If a line below contains the word "over", count it; give only the total.
Information provided Start Marker
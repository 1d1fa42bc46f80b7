//! Compute device abstraction.

use std::any::Any;

use bytemuck::{Pod, Zeroable};

use cvx_core::WordBuffer;

use crate::kernels::Kernel;
use crate::{ComputeError, ComputeResult};

/// Invocation parameters, uploaded verbatim as the kernel uniform.
///
/// `dims` is `[width, height, channels, out_channels]`; `params` holds the
/// operation-specific values (see [`Kernel::params`]).
#[repr(C)]
#[derive(Clone, Copy, Debug, PartialEq, Pod, Zeroable)]
pub struct KernelParams {
    pub dims: [u32; 4],
    pub params: [f32; 16],
}

impl KernelParams {
    pub fn new(width: u32, height: u32, channels: u32, out_channels: u32) -> Self {
        Self {
            dims: [width, height, channels, out_channels],
            params: [0.0; 16],
        }
    }

    /// Sets `params[slot]`.
    pub fn with(mut self, slot: usize, value: f32) -> Self {
        self.params[slot] = value;
        self
    }

    #[inline]
    pub fn width(&self) -> u32 {
        self.dims[0]
    }

    #[inline]
    pub fn height(&self) -> u32 {
        self.dims[1]
    }

    #[inline]
    pub fn channels(&self) -> u32 {
        self.dims[2]
    }

    #[inline]
    pub fn out_channels(&self) -> u32 {
        self.dims[3]
    }

    /// Input length in bytes.
    pub fn in_len(&self) -> usize {
        self.width() as usize * self.height() as usize * self.channels() as usize
    }

    /// Output length in bytes.
    pub fn out_len(&self) -> usize {
        self.width() as usize * self.height() as usize * self.out_channels() as usize
    }
}

/// Device limits used to reject launches up front.
#[derive(Debug, Clone, Copy, PartialEq, Eq)]
pub struct DeviceLimits {
    /// Largest storage buffer in bytes.
    pub max_buffer_bytes: u64,
    /// Invocations per workgroup.
    pub workgroup_size: u32,
}

impl Default for DeviceLimits {
    fn default() -> Self {
        Self {
            max_buffer_bytes: 1 << 30,
            workgroup_size: 256,
        }
    }
}

/// A device that runs kernels over word-packed buffers.
///
/// A launch is one grid with one invocation per output word. Each
/// invocation reads the source through [`WordBuffer::read_byte`] and writes
/// only the word it owns. `launch` blocks until the grid has finished and
/// `dst` holds the result.
pub trait ComputeDevice: Send + Sync {
    /// Device name for logs.
    fn name(&self) -> &str;

    fn limits(&self) -> DeviceLimits;

    /// False when the device can no longer accept work.
    fn is_available(&self) -> bool {
        true
    }

    /// Runs `kernel` over `src`, writing every byte of `dst`.
    fn launch(
        &self,
        kernel: &Kernel,
        src: &WordBuffer,
        dst: &mut WordBuffer,
        params: &KernelParams,
    ) -> ComputeResult<()>;
}

/// Text of a caught panic payload.
pub(crate) fn panic_message(payload: &(dyn Any + Send)) -> String {
    if let Some(msg) = payload.downcast_ref::<&str>() {
        (*msg).to_string()
    } else if let Some(msg) = payload.downcast_ref::<String>() {
        msg.clone()
    } else {
        "non-string panic payload".to_string()
    }
}

/// Checks buffer sizes against `params` and `limits`.
pub(crate) fn check_launch(
    limits: &DeviceLimits,
    src: &WordBuffer,
    dst: &WordBuffer,
    params: &KernelParams,
) -> ComputeResult<()> {
    if src.byte_len() != params.in_len() {
        return Err(ComputeError::GpuLaunchFailed(format!(
            "source holds {} bytes, params describe {}",
            src.byte_len(),
            params.in_len()
        )));
    }
    if dst.byte_len() != params.out_len() {
        return Err(ComputeError::GpuLaunchFailed(format!(
            "destination holds {} bytes, params describe {}",
            dst.byte_len(),
            params.out_len()
        )));
    }
    let largest = (src.word_len().max(dst.word_len()) * 4) as u64;
    if largest > limits.max_buffer_bytes {
        return Err(ComputeError::GpuLaunchFailed(format!(
            "buffer of {largest} bytes exceeds device limit {}",
            limits.max_buffer_bytes
        )));
    }
    Ok(())
}
//! Deterministic synthetic images.
//!
//! Used by the parity sweep, the CLI and the integration tests. Every
//! pattern is a pure function of `(width, height, channels)` plus its own
//! parameters, so two runs always produce identical bytes.
//!
//! Patterns are defined as RGBA and truncated to the requested channel
//! count: 1 channel keeps R, 3 keeps RGB, 4 keeps RGBA.
//!
//! ```rust
//! use cvx_core::Pattern;
//!
//! let img = Pattern::Gradient.generate(512, 512, 4).unwrap();
//! assert_eq!(img.pixel(511, 0)[0], 255);
//! assert_eq!(img.pixel(0, 511)[1], 255);
//! ```

use rand::{Rng, SeedableRng};
use rand_chacha::ChaCha8Rng;

use crate::{Image, Result};

/// Alpha written by every pattern except [`Pattern::Solid`] and [`Pattern::Noise`].
pub const OPAQUE: u8 = 255;

/// A synthetic image recipe.
#[derive(Debug, Clone, Copy, PartialEq, Eq)]
pub enum Pattern {
    /// Every pixel set to the given RGBA value.
    Solid([u8; 4]),
    /// Red ramps along x, green along y, blue along the diagonal.
    ///
    /// ```text
    /// R = x * 255 / (w - 1)
    /// G = y * 255 / (h - 1)
    /// B = (x + y) * 255 / (w + h - 2)
    /// ```
    Gradient,
    /// Alternating black and white squares of `cell` pixels.
    Checkerboard {
        /// Square edge in pixels (0 is treated as 1)
        cell: u32,
    },
    /// Uniform noise on every sample, alpha included.
    ///
    /// Bytes come from a ChaCha8 stream seeded with `seed`, which is stable
    /// across `rand_chacha` releases.
    Noise {
        /// Generator seed
        seed: u64,
    },
}

impl Pattern {
    /// The corpus used for parity sweeps: two solids, a gradient, a
    /// checkerboard and noise.
    pub const CORPUS: [Pattern; 5] = [
        Pattern::Solid([0, 0, 0, 255]),
        Pattern::Solid([200, 100, 50, 128]),
        Pattern::Gradient,
        Pattern::Checkerboard { cell: 8 },
        Pattern::Noise { seed: 0x5eed },
    ];

    /// Short name for logs and reports.
    pub fn name(&self) -> &'static str {
        match self {
            Pattern::Solid(_) => "solid",
            Pattern::Gradient => "gradient",
            Pattern::Checkerboard { .. } => "checker",
            Pattern::Noise { .. } => "noise",
        }
    }

    /// Renders the pattern.
    ///
    /// # Errors
    ///
    /// Whatever [`Image::new`] rejects: zero dimensions or a channel count
    /// other than 1, 3 or 4.
    pub fn generate(&self, width: u32, height: u32, channels: u8) -> Result<Image> {
        let mut img = Image::new(width, height, channels)?;
        let c = channels as usize;

        if let Pattern::Noise { seed } = *self {
            let mut rng = ChaCha8Rng::seed_from_u64(seed);
            rng.fill(img.data_mut());
            return Ok(img);
        }

        for (y, row) in img.data_mut().chunks_exact_mut(width as usize * c).enumerate() {
            for (x, px) in row.chunks_exact_mut(c).enumerate() {
                let rgba = self.rgba(x as u32, y as u32, width, height);
                px.copy_from_slice(&rgba[..c]);
            }
        }
        Ok(img)
    }

    /// RGBA value at `(x, y)`. Noise has no closed form and returns zero.
    pub fn rgba(&self, x: u32, y: u32, width: u32, height: u32) -> [u8; 4] {
        match *self {
            Pattern::Solid(px) => px,
            Pattern::Gradient => {
                let ramp = |v: u32, span: u32| (v as u64 * 255 / span.max(1) as u64) as u8;
                [
                    ramp(x, width - 1),
                    ramp(y, height - 1),
                    ramp(x + y, width + height - 2),
                    OPAQUE,
                ]
            }
            Pattern::Checkerboard { cell } => {
                let cell = cell.max(1);
                let v = if (x / cell + y / cell) % 2 == 0 { 255 } else { 0 };
                [v, v, v, OPAQUE]
            }
            Pattern::Noise { .. } => [0; 4],
        }
    }
}

impl std::fmt::Display for Pattern {
    fn fmt(&self, f: &mut std::fmt::Formatter<'_>) -> std::fmt::Result {
        match self {
            Pattern::Solid(px) => write!(f, "solid{px:?}"),
            Pattern::Checkerboard { cell } => write!(f, "checker({cell})"),
            Pattern::Noise { seed } => write!(f, "noise({seed:#x})"),
            Pattern::Gradient => f.write_str("gradient"),
        }
    }
}
/// Picks a backend per call and runs it.
///
/// The registry is shared read-only; the device is optional. Without a
/// device every call runs on the host.
pub struct Dispatcher {
    registry: Arc<Registry>,
    device: Option<Arc<dyn ComputeDevice>>,
    config: DispatchConfig,
    stats: DispatchStats,
    worker: Mutex<Option<LaunchWorker>>,
}

impl fmt::Debug for Dispatcher {
    fn fmt(&self, f: &mut fmt::Formatter<'_>) -> fmt::Result {
        f.debug_struct("Dispatcher")
            .field("operations", &self.registry.len())
            .field("device", &self.device.as_ref().map(|d| d.name().to_string()))
            .field("config", &self.config)
            .finish()
    }
}

impl Dispatcher {
    pub fn new(
        registry: Arc<Registry>,
        device: Option<Arc<dyn ComputeDevice>>,
        config: DispatchConfig,
    ) -> Self {
        Self {
            registry,
            device,
            config,
            stats: DispatchStats::default(),
            worker: Mutex::new(None),
        }
    }

    /// Dispatcher without a compute device.
    pub fn host_only(registry: Arc<Registry>) -> Self {
        Self::new(registry, None, DispatchConfig::default())
    }

    pub fn registry(&self) -> &Registry {
        &self.registry
    }

    pub fn device(&self) -> Option<&Arc<dyn ComputeDevice>> {
        self.device.as_ref()
    }

    pub fn config(&self) -> &DispatchConfig {
        &self.config
    }

    pub fn stats(&self) -> StatsSnapshot {
        self.stats.snapshot()
    }

    /// Runs `op` and returns its image.
    pub fn execute(
        &self,
        op: &str,
        input: &Image,
        params: &OpParams,
        options: ExecOptions,
    ) -> ComputeResult<Image> {
        self.dispatch(op, input, params, options).map(|outcome| outcome.image)
    }

    /// Runs `op` and reports how it ran.
    ///
    /// Errors are limited to unknown operations, unsupported channel
    /// counts and invalid parameters. GPU failures are absorbed by one host
    /// run and reported in [`DispatchOutcome::fallback`].
    pub fn dispatch(
        &self,
        op: &str,
        input: &Image,
        params: &OpParams,
        options: ExecOptions,
    ) -> ComputeResult<DispatchOutcome> {
        let desc = self.prepare(op, input, params)?;

        if options.validate_parity {
            return self.dispatch_parity(desc, input, params, options.prefer_backend);
        }

        match self.route(desc, input.channels(), options.prefer_backend)? {
            Route::Host(reason) => Ok(DispatchOutcome {
                image: self.run_host(desc, input, params)?,
                backend: BackendKind::Host,
                host_reason: Some(reason),
                fallback: None,
                divergence: None,
            }),
            Route::Gpu(kernel) => match self.gpu_attempt(desc, kernel, input, params) {
                Ok(image) => Ok(DispatchOutcome {
                    image,
                    backend: BackendKind::Gpu,
                    host_reason: None,
                    fallback: None,
                    divergence: None,
                }),
                Err(e) if e.is_gpu_failure() => {
                    let reason = self.record_fallback(desc, &e);
                    Ok(DispatchOutcome {
                        image: self.run_host(desc, input, params)?,
                        backend: BackendKind::Host,
                        host_reason: None,
                        fallback: Some(reason),
                        divergence: None,
                    })
                }
                Err(e) => Err(e),
            },
        }
    }

    /// Runs the host implementation and, when a GPU route exists, the GPU
    /// kernel on the same input.
    ///
    /// A GPU failure yields `None` for the GPU side; it is not an error.
    pub fn run_both(
        &self,
        op: &str,
        input: &Image,
        params: &OpParams,
    ) -> ComputeResult<(Image, Option<Image>)> {
        let desc = self.prepare(op, input, params)?;
        let host = self.run_host(desc, input, params)?;
        let gpu = match self.route(desc, input.channels(), Preference::Auto)? {
            Route::Gpu(kernel) => match self.gpu_attempt(desc, kernel, input, params) {
                Ok(image) => Some(image),
                Err(e) if e.is_gpu_failure() => {
                    debug!(op = desc.name, error = %e, "gpu side of run_both failed");
                    None
                }
                Err(e) => return Err(e),
            },
            Route::Host(_) => None,
        };
        Ok((host, gpu))
    }

    /// Lookup plus the checks that are fatal to a call.
    fn prepare(
        &self,
        op: &str,
        input: &Image,
        params: &OpParams,
    ) -> ComputeResult<&OperationDescriptor> {
        let (width, height, channels) = input.dimensions();
        trace!(op, width, height, channels, "dispatch");

        let desc = self.registry.lookup(op)?;
        if !desc.host_channels.supports(channels) {
            return Err(ComputeError::unsupported(desc.name, channels));
        }
        params.validate(desc.kind)?;
        Ok(desc)
    }

    /// Both backends; the host result is returned, a disagreement is
    /// reported as a divergence.
    fn dispatch_parity(
        &self,
        desc: &OperationDescriptor,
        input: &Image,
        params: &OpParams,
        preference: Preference,
    ) -> ComputeResult<DispatchOutcome> {
        // Comparing needs the GPU side even when the caller prefers the host.
        let preference = match preference {
            Preference::Host => Preference::Auto,
            other => other,
        };
        let host = self.run_host(desc, input, params)?;

        let mut host_reason = None;
        let mut fallback = None;
        let gpu = match self.route(desc, input.channels(), preference)? {
            Route::Host(reason) => {
                host_reason = Some(reason);
                None
            }
            Route::Gpu(kernel) => match self.gpu_attempt(desc, kernel, input, params) {
                Ok(image) => Some(image),
                Err(e) if e.is_gpu_failure() => {
                    fallback = Some(self.record_fallback(desc, &e));
                    None
                }
                Err(e) => return Err(e),
            },
        };

        let divergence = gpu.as_ref().and_then(|gpu| {
            let comparison = compare(&host, gpu, desc.tolerance());
            (!comparison.within_tolerance()).then(|| Divergence {
                op: desc.name.to_string(),
                comparison,
            })
        });
        if let Some(d) = &divergence {
            DispatchStats::bump(&self.stats.divergences);
            warn!(op = desc.name, divergence = %d, "backend divergence, returning host result");
        }

        Ok(DispatchOutcome {
            image: host,
            backend: BackendKind::Host,
            host_reason,
            fallback,
            divergence,
        })
    }

    fn route(
        &self,
        desc: &OperationDescriptor,
        channels: u8,
        preference: Preference,
    ) -> ComputeResult<Route> {
        if preference == Preference::Host {
            return Ok(Route::Host(HostReason::Preferred));
        }

        let capability = desc.capability();
        let reason = if !capability.gpu_available {
            HostReason::NoKernel
        } else if !capability.gpu_supports(channels) {
            HostReason::ChannelUnsupported
        } else if self.device.is_none() {
            HostReason::NoDevice
        } else {
            match Kernel::for_operation(desc, channels)? {
                Some(kernel) => {
                    debug!(op = desc.name, channels, kernel = %kernel, "routing to gpu");
                    return Ok(Route::Gpu(kernel));
                }
                None => HostReason::NoKernel,
            }
        };

        if preference == Preference::Gpu {
            warn!(
                op = desc.name,
                channels,
                reason = %reason,
                "gpu requested but not usable, running on host"
            );
        } else {
            debug!(op = desc.name, channels, reason = %reason, "routing to host");
        }
        Ok(Route::Host(reason))
    }

    fn gpu_attempt(
        &self,
        desc: &OperationDescriptor,
        kernel: Kernel,
        input: &Image,
        params: &OpParams,
    ) -> ComputeResult<Image> {
        let device = self
            .device
            .as_ref()
            .ok_or_else(|| ComputeError::GpuUnavailable("no compute device".into()))?;
        DispatchStats::bump(&self.stats.gpu_attempts);

        if !device.is_available() {
            return Err(ComputeError::GpuUnavailable(format!(
                "{} is not accepting work",
                device.name()
            )));
        }

        let kp = kernel.params(input, params);
        let src = WordBuffer::from_bytes(input.data());
        let dst = WordBuffer::zeroed(kp.out_len());
        debug!(op = desc.name, kernel = %kernel, device = device.name(), "launching kernel");

        let dst = self.launch(device, kernel, src, dst, kp)?;
        let image = Image::from_vec(
            dst.to_bytes(),
            input.width(),
            input.height(),
            kernel.output_channels(input.channels()),
        )
        .map_err(|e| ComputeError::GpuLaunchFailed(format!("malformed device output: {e}")))?;

        DispatchStats::bump(&self.stats.gpu_successes);
        Ok(image)
    }

    /// Launch, waiting at most `gpu_timeout` when one is configured.
    ///
    /// Untimed launches run on the calling thread. Timed launches go to the
    /// dispatcher's launch worker; a timed-out launch cannot be cancelled,
    /// so it finishes there on its own and its result is dropped.
    fn launch(
        &self,
        device: &Arc<dyn ComputeDevice>,
        kernel: Kernel,
        src: WordBuffer,
        mut dst: WordBuffer,
        kp: KernelParams,
    ) -> ComputeResult<WordBuffer> {
        let Some(timeout) = self.config.gpu_timeout else {
            guarded_launch(device.as_ref(), &kernel, &src, &mut dst, &kp)?;
            return Ok(dst);
        };

        let (reply, rx) = mpsc::channel();
        self.submit(LaunchJob {
            device: Arc::clone(device),
            kernel,
            src,
            dst,
            params: kp,
            reply,
        })?;

        match rx.recv_timeout(timeout) {
            Ok(result) => result,
            Err(RecvTimeoutError::Timeout) => Err(ComputeError::GpuTimeout(timeout)),
            Err(RecvTimeoutError::Disconnected) => Err(ComputeError::GpuLaunchFailed(
                "launch worker dropped the job".into(),
            )),
        }
    }

    /// Queues `job` on the launch worker, starting it on first use.
    ///
    /// A worker whose queue is closed is replaced on the next call.
    fn submit(&self, job: LaunchJob) -> ComputeResult<()> {
        let mut slot = self
            .worker
            .lock()
            .map_err(|_| ComputeError::GpuLaunchFailed("launch worker lock poisoned".into()))?;
        let worker = match slot.take() {
            Some(worker) => worker,
            None => LaunchWorker::spawn()?,
        };
        worker
            .jobs
            .send(job)
            .map_err(|_| ComputeError::GpuLaunchFailed("launch worker exited".into()))?;
        *slot = Some(worker);
        Ok(())
    }

    fn run_host(
        &self,
        desc: &OperationDescriptor,
        input: &Image,
        params: &OpParams,
    ) -> ComputeResult<Image> {
        DispatchStats::bump(&self.stats.host_runs);
        cpu_backend::execute(desc, input, params)
    }

    fn record_fallback(&self, desc: &OperationDescriptor, err: &ComputeError) -> FallbackReason {
        DispatchStats::bump(&self.stats.fallbacks);
        warn!(op = desc.name, error = %err, "gpu path failed, falling back to host");
        FallbackReason::from_error(err)
    }
}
Information provided End Marker
## Answer to the problem
2